A research team, led by Prof Lu Jiahong with the Institute of Chinese Medical Sciences at the University of Macau (UM), and another research team, led by Prof Li Min with the School of Chinese Medicine at Hong Kong Baptist University (HKBU), have revealed the molecular mechanism by which the autophagy-related gene NRBF2 (nuclear receptor binding factor 2) regulates the maturation of autophagosomes and the pathological protein degradation in Alzheimer’s disease, which suggests a potential new therapeutic strategy for treating the disease. The study has been published online by the authoritative international academic journal Autophagy, the University of Macau said in a statement this week.
Autophagy is the natural, regulated mechanism of the cell that removes unnecessary or dysfunctional components.

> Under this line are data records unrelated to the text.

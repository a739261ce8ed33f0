use serde::{Deserialize, Serialize};
use uuid::Uuid;

use crate::domain::SearchResult;

#[derive(Debug, Clone, Serialize, Deserialize)]
pub struct Answer {
    pub question: String,
    pub answer: String,
    pub sources: Vec<AnswerSource>,
}

/// A retrieved chunk that was stuffed into the prompt.
#[derive(Debug, Clone, Serialize, Deserialize)]
pub struct AnswerSource {
    pub document_id: Uuid,
    pub source: Option<String>,
    pub chunk_index: usize,
    pub score: f32,
}

impl From<&SearchResult> for AnswerSource {
    fn from(result: &SearchResult) -> Self {
        Self {
            document_id: result.chunk.document_id,
            source: result.chunk.metadata.source.clone(),
            chunk_index: result.chunk.chunk_index,
            score: result.score,
        }
    }
}
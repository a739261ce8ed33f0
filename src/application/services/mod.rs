mod document;
mod qa;
pub mod rag;

pub use document::{DocumentService, UploadedPdf};
pub use qa::{PromptTemplate, QaService, DEFAULT_QA_TEMPLATE, NO_ANSWER};
pub use rag::{RagService, DEFAULT_TOP_K};
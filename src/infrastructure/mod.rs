pub mod config;
pub mod embedding;
pub mod llm;
pub mod logging;
pub mod pdf;
pub mod queue;
pub mod vector_store;

pub use config::{AppConfig, Config, ConfigError, PromptsConfig};
pub use embedding::TextEmbedding;
pub use llm::OpenAiLlm;
pub use logging::init_tracing;
pub use pdf::PdfExtractor;
pub use queue::{
    keys, queues, AskJob, JobHandler, JobKind, JobResult, ProcessDocumentsJob, QueueJobStatus,
};
pub use vector_store::{InMemoryVectorStore, QdrantVectorStore};
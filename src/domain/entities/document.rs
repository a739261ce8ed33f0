use chrono::{DateTime, Utc};
use serde::{Deserialize, Serialize};
use uuid::Uuid;

use crate::domain::TextSplitter;

pub const PDF_CONTENT_TYPE: &str = "application/pdf";

#[derive(Debug, Clone, Serialize, Deserialize)]
pub struct Document {
    pub id: Uuid,
    pub name: String,
    pub content_type: String,
    pub pages: usize,
    pub metadata: serde_json::Value,
    pub created_at: DateTime<Utc>,
    pub updated_at: DateTime<Utc>,
}

impl Document {
    pub fn new(name: impl Into<String>) -> Self {
        let now = Utc::now();
        Self {
            id: Uuid::new_v4(),
            name: name.into(),
            content_type: PDF_CONTENT_TYPE.to_string(),
            pages: 0,
            metadata: serde_json::json!({}),
            created_at: now,
            updated_at: now,
        }
    }

    pub fn with_pages(mut self, pages: usize) -> Self {
        self.pages = pages;
        self
    }

    pub fn with_metadata(mut self, metadata: serde_json::Value) -> Self {
        self.metadata = metadata;
        self
    }
}

/// A document paired with the full text pulled out of it.
#[derive(Debug, Clone, Serialize, Deserialize)]
pub struct ExtractedDocument {
    pub document: Document,
    pub text: String,
}

#[derive(Debug, Clone, Serialize, Deserialize)]
pub struct DocumentChunk {
    pub id: Uuid,
    pub document_id: Uuid,
    pub content: String,
    pub chunk_index: usize,
    pub metadata: ChunkMetadata,
}

impl DocumentChunk {
    pub fn new(document_id: Uuid, content: impl Into<String>, chunk_index: usize) -> Self {
        Self {
            id: Uuid::new_v4(),
            document_id,
            content: content.into(),
            chunk_index,
            metadata: ChunkMetadata::default(),
        }
    }

    pub fn with_metadata(mut self, metadata: ChunkMetadata) -> Self {
        self.metadata = metadata;
        self
    }
}

#[derive(Debug, Clone, Default, Serialize, Deserialize)]
pub struct ChunkMetadata {
    /// Name of the uploaded file the chunk came from.
    pub source: Option<String>,
}

#[derive(Debug, Clone, Serialize, Deserialize)]
pub struct SearchResult {
    pub chunk: DocumentChunk,
    pub score: f32,
}

/// Splits a document's text into chunks tagged with the document name.
///
/// Each chunk is assigned a sequential index starting from 0.
pub fn chunk_document(document: &Document, text: &str, splitter: &TextSplitter) -> Vec<DocumentChunk> {
    splitter
        .split_text(text)
        .into_iter()
        .enumerate()
        .map(|(index, content)| {
            DocumentChunk::new(document.id, content, index).with_metadata(ChunkMetadata {
                source: Some(document.name.clone()),
            })
        })
        .collect()
}

/// Splits each document on its own, so no chunk spans two files.
pub fn chunk_documents(documents: &[ExtractedDocument], splitter: &TextSplitter) -> Vec<DocumentChunk> {
    documents
        .iter()
        .flat_map(|d| chunk_document(&d.document, &d.text, splitter))
        .collect()
}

Alzheimer’s disease is a neurodegenerative disease that seriously affects the patient’s cognitive and memory functions. There are more than 3,000 people with Alzheimer’s disease in Macao, and there are about 10 million people with Alzheimer’s disease in mainland China, the statement pointed out.

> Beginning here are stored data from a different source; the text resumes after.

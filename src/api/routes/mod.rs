pub mod ask;
pub mod documents;
pub mod health;
pub mod jobs;
pub mod ui;

use axum::extract::DefaultBodyLimit;
use axum::http::{header, Method};
use axum::{middleware, routing::get, routing::post, Router};
use tower_http::cors::{Any, CorsLayer};
use tower_http::trace::TraceLayer;

use crate::api::middleware::request_logger;
use crate::api::state::AppState;

pub fn create_router(state: AppState) -> Router {
    let cors = build_cors(&state.config.config.cors.allowed_origins);
    let max_upload = state.config.config.upload.max_upload_bytes;

    Router::new()
        .route("/", get(ui::index))
        .route("/health", get(health::health_check))
        .route("/ready", get(health::readiness_check))
        .nest("/api/v1", api_v1_routes(max_upload))
        .layer(middleware::from_fn(request_logger))
        .layer(TraceLayer::new_for_http())
        .layer(cors)
        .with_state(state)
}

fn build_cors(origins: &[String]) -> CorsLayer {
    let cors = CorsLayer::new()
        .allow_methods([Method::GET, Method::POST])
        .allow_headers([header::CONTENT_TYPE, header::AUTHORIZATION]);

    if origins.is_empty() || origins.iter().any(|o| o == "*") {
        cors.allow_origin(Any)
    } else {
        let origins: Vec<_> = origins.iter().filter_map(|o| o.parse().ok()).collect();
        cors.allow_origin(origins)
    }
}

fn api_v1_routes(max_upload: usize) -> Router<AppState> {
    Router::new()
        .route(
            "/documents",
            post(documents::upload_documents).layer(DefaultBodyLimit::max(max_upload)),
        )
        .route("/ask", post(ask::ask_handler))
        .route("/jobs/{job_id}", get(jobs::get_job_status))
}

The disease is named after German psychiatrist and neuropathologist Alois Alzheimer (1864–1915).
One of the main factors that contribute to Alzheimer’s disease is the accumulation of amyloid protein (Aβ) in the brain. Previous studies conducted by Prof Lu and his collaborators found that NRBF2 can promote the degradation of the C-terminal fragment of amyloid precursor protein (CTF-β) to reduce the formation of amyloid, and that NRBF2 expression is reduced in specific areas of the brains of patients with Alzheimer’s disease, which has been shown to affect the memory and cognitive function of mice, the statement noted.
This study has found, for the first time that NRBF2 promotes the autophagosome maturation process by regulating the activity of the CCZ1-MON1A-RAB7 system, and this process helps accelerate the degradation of the C-terminal fragment of the amyloid precursor protein and reduces the formation of amyloid. This finding suggests a potential therapeutic strategy for treating Alzheimer’s disease by targeting autophagosome maturation, the statement said.
The study was supported by the Ministry of Science and Technology in Beijing and Macao’s Science and Technology Development Fund.
PhD student Cai Cuizan and HKBU Research Assistant Professor Yang Chuanbin are the co-first authors of the study. Prof Lu is the corresponding author. Prof Li and Yang Chuanbin are the co-corresponding authors.